As part of his suggestions, Kumar proposed that every corporate cafeteria should offer at least one nutritious, affordable and filling meal option instead of symbolic “healthy” items that employees rarely choose.
“Mandate one genuinely nutritious option at every corporate canteen. Not a token salad nobody eats. A real, affordable, filling meal that competes with the biryani,” he wrote.
He further argued that investing in healthier food choices could reduce long-term healthcare costs and improve employee wellbeing.
“Companies that invest in what their employees eat will spend less on what their employees suffer from,” Kumar said. “The ROI on a better canteen is a healthier workforce. It is that simple. And that ignored.”
The post quickly gained traction on social media platforms, with many professionals sharing their own experiences of rushed lunch breaks, unhealthy office meals and sedentary work routines linked to long hours in corporate environments.
Several users agreed that workplace food habits often receive less attention than productivity or performance targets, despite growing concerns around obesity, diabetes, hypertension and other metabolic illnesses in urban India.

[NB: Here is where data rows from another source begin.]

//! Application config loaded from environment variables.
//!
//! Call `dotenvy::dotenv()` before [`AppConfig::load`] so `.env` values are visible.

use anyhow::{Context, Result};
use relay_core::UserId;
use std::env;
use std::path::PathBuf;

#[derive(Debug, Clone)]
pub struct AppConfig {
    /// BOT_TOKEN
    pub bot_token: String,
    /// TELEGRAM_API_URL or TELOXIDE_API_URL
    pub telegram_api_url: Option<String>,
    pub database_url: String,
    pub log_file: String,
    /// Base URL of the userbot bridge (GATEWAY_URL)
    pub gateway_url: String,
    pub gateway_token: Option<String>,
    /// Operators with admin rights regardless of the database flag (SUDO_USERS, comma-separated)
    pub sudo_users: Vec<UserId>,
    /// Where downloaded course indexes are kept until uploaded
    pub download_dir: PathBuf,
}

impl AppConfig {
    /// Loads from the environment. `token` overrides BOT_TOKEN if provided.
    pub fn load(token: Option<String>) -> Result<Self> {
        let bot_token = match token {
            Some(t) => t,
            None => env::var("BOT_TOKEN").context("BOT_TOKEN not set")?,
        };
        let telegram_api_url = env::var("TELEGRAM_API_URL")
            .or_else(|_| env::var("TELOXIDE_API_URL"))
            .ok();
        let database_url =
            env::var("DATABASE_URL").unwrap_or_else(|_| "sqlite://relay.db".to_string());
        let log_file = env::var("LOG_FILE").unwrap_or_else(|_| "logs/relay.log".to_string());
        let gateway_url = env::var("GATEWAY_URL").context("GATEWAY_URL not set")?;
        let gateway_token = env::var("GATEWAY_TOKEN").ok().filter(|t| !t.is_empty());
        let sudo_users = parse_sudo_users(&env::var("SUDO_USERS").unwrap_or_default())?;
        let download_dir = env::var("DOWNLOAD_DIR")
            .map(PathBuf::from)
            .unwrap_or_else(|_| PathBuf::from("/tmp"));

        Ok(Self {
            bot_token,
            telegram_api_url,
            database_url,
            log_file,
            gateway_url,
            gateway_token,
            sudo_users,
            download_dir,
        })
    }

    /// Both URLs must parse; call before building components.
    pub fn validate(&self) -> Result<()> {
        if let Some(ref url_str) = self.telegram_api_url {
            if reqwest::Url::parse(url_str).is_err() {
                anyhow::bail!(
                    "TELEGRAM_API_URL (or TELOXIDE_API_URL) is set but not a valid URL: {}",
                    url_str
                );
            }
        }
        if reqwest::Url::parse(&self.gateway_url).is_err() {
            anyhow::bail!("GATEWAY_URL is not a valid URL: {}", self.gateway_url);
        }
        Ok(())
    }
}

fn parse_sudo_users(raw: &str) -> Result<Vec<UserId>> {
    raw.split(',')
        .map(str::trim)
        .filter(|s| !s.is_empty())
        .map(|s| {
            s.parse::<UserId>()
                .with_context(|| format!("SUDO_USERS contains a non-numeric id: {}", s))
        })
        .collect()
}
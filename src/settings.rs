use std::{env, path::Path};

use config::{Config, ConfigError, Environment, File};
use glob::glob;
use serde_derive::Deserialize;
use tracing::debug;

#[derive(Debug, Deserialize, Clone)]
pub struct Database {
    pub url: String,
    pub max_connections: u32,
}

#[derive(Debug, Deserialize, Clone)]
pub struct Settings {
    pub log_level: String,
    pub database: Database,
}

impl Settings {
    /// Layers `{cwd}/config.*`, `{cwd}/config/*`, an optional extra file and
    /// `DEOIDA__*` environment variables, later sources winning.
    pub fn new(extra: Option<&Path>) -> Result<Self, ConfigError> {
        let cwd = match env::current_dir() {
            Ok(cwd) => cwd.display().to_string(),
            Err(_) => ".".to_string(),
        };

        debug!(
            "Looking for configuration file {cwd}/config and/or configuration files in {cwd}{}",
            "/config/"
        );

        let config_dir = glob(&format!("{cwd}/config/*"))
            .map_err(|e| ConfigError::Message(e.to_string()))?
            .filter_map(std::result::Result::ok)
            .map(File::from)
            .collect::<Vec<_>>();

        let mut builder = Config::builder()
            .set_default("log_level", "info")?
            .set_default("database.url", "deoida.sqlite")?
            .set_default("database.max_connections", 4)?
            .add_source(File::with_name(&format!("{cwd}/config")).required(false))
            .add_source(config_dir);

        if let Some(path) = extra {
            debug!("Adding configuration file {}", path.display());
            builder = builder.add_source(File::from(path));
        }

        builder
            .add_source(Environment::with_prefix("DEOIDA").separator("__"))
            .build()?
            .try_deserialize()
    }
}
//! In-memory dictionary used by tests.

use std::collections::HashMap;

use async_trait::async_trait;

use crate::{
    dictionary::{lookup_key, normalize_phrase, PhraseDictionary, PhraseMapping},
    Result,
};

#[derive(Debug, Default, Clone)]
pub struct MemoryDictionary {
    entries: HashMap<String, PhraseMapping>,
}

impl MemoryDictionary {
    pub fn new() -> Self {
        Self::default()
    }

    pub fn insert(&mut self, source: &str, target: &str) {
        let source = normalize_phrase(source);
        self.entries.insert(
            lookup_key(&source),
            PhraseMapping {
                source,
                target: target.to_string(),
            },
        );
    }

    pub fn len(&self) -> usize {
        self.entries.len()
    }
}

impl<'a> FromIterator<(&'a str, &'a str)> for MemoryDictionary {
    fn from_iter<I: IntoIterator<Item = (&'a str, &'a str)>>(iter: I) -> Self {
        let mut dictionary = Self::new();
        for (source, target) in iter {
            dictionary.insert(source, target);
        }
        dictionary
    }
}

#[async_trait]
impl PhraseDictionary for MemoryDictionary {
    async fn find_translation(&self, phrase: &str) -> Result<Option<PhraseMapping>> {
        Ok(self.entries.get(&lookup_key(phrase)).cloned())
    }
}

#[cfg(test)]
mod tests {
    use super::*;

    #[tokio::test]
    async fn memory_lookup_ignores_case_and_spacing() {
        let dictionary: MemoryDictionary = [("Der Fesche  Bursch", "Holzi")].into_iter().collect();

        let found = dictionary
            .find_translation("der fesche bursch")
            .await
            .unwrap()
            .unwrap();
        assert_eq!(found.source, "Der Fesche Bursch");
        assert_eq!(found.target, "Holzi");

        assert!(dictionary.find_translation("fesche").await.unwrap().is_none());
    }

    #[tokio::test]
    async fn insert_replaces_existing_phrase() {
        let mut dictionary = MemoryDictionary::new();
        dictionary.insert("oida", "alter");
        dictionary.insert("OIDA", "digga");

        assert_eq!(dictionary.len(), 1);
        let found = dictionary.find_translation("oida").await.unwrap().unwrap();
        assert_eq!(found.target, "digga");
    }
}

“It’s less about the food and more about the culture that makes people delay or skip lunch. A small shift in meeting scheduling and workload planning can make a big difference,” a user wrote.
Another user commented, “This really resonated. We are conditioned to fear what causes immediate illness, but far less aware of what creates slow metabolic damage over years. A stomach infection announces itself. Insulin resistance and chronic inflammation accumulate quietly.”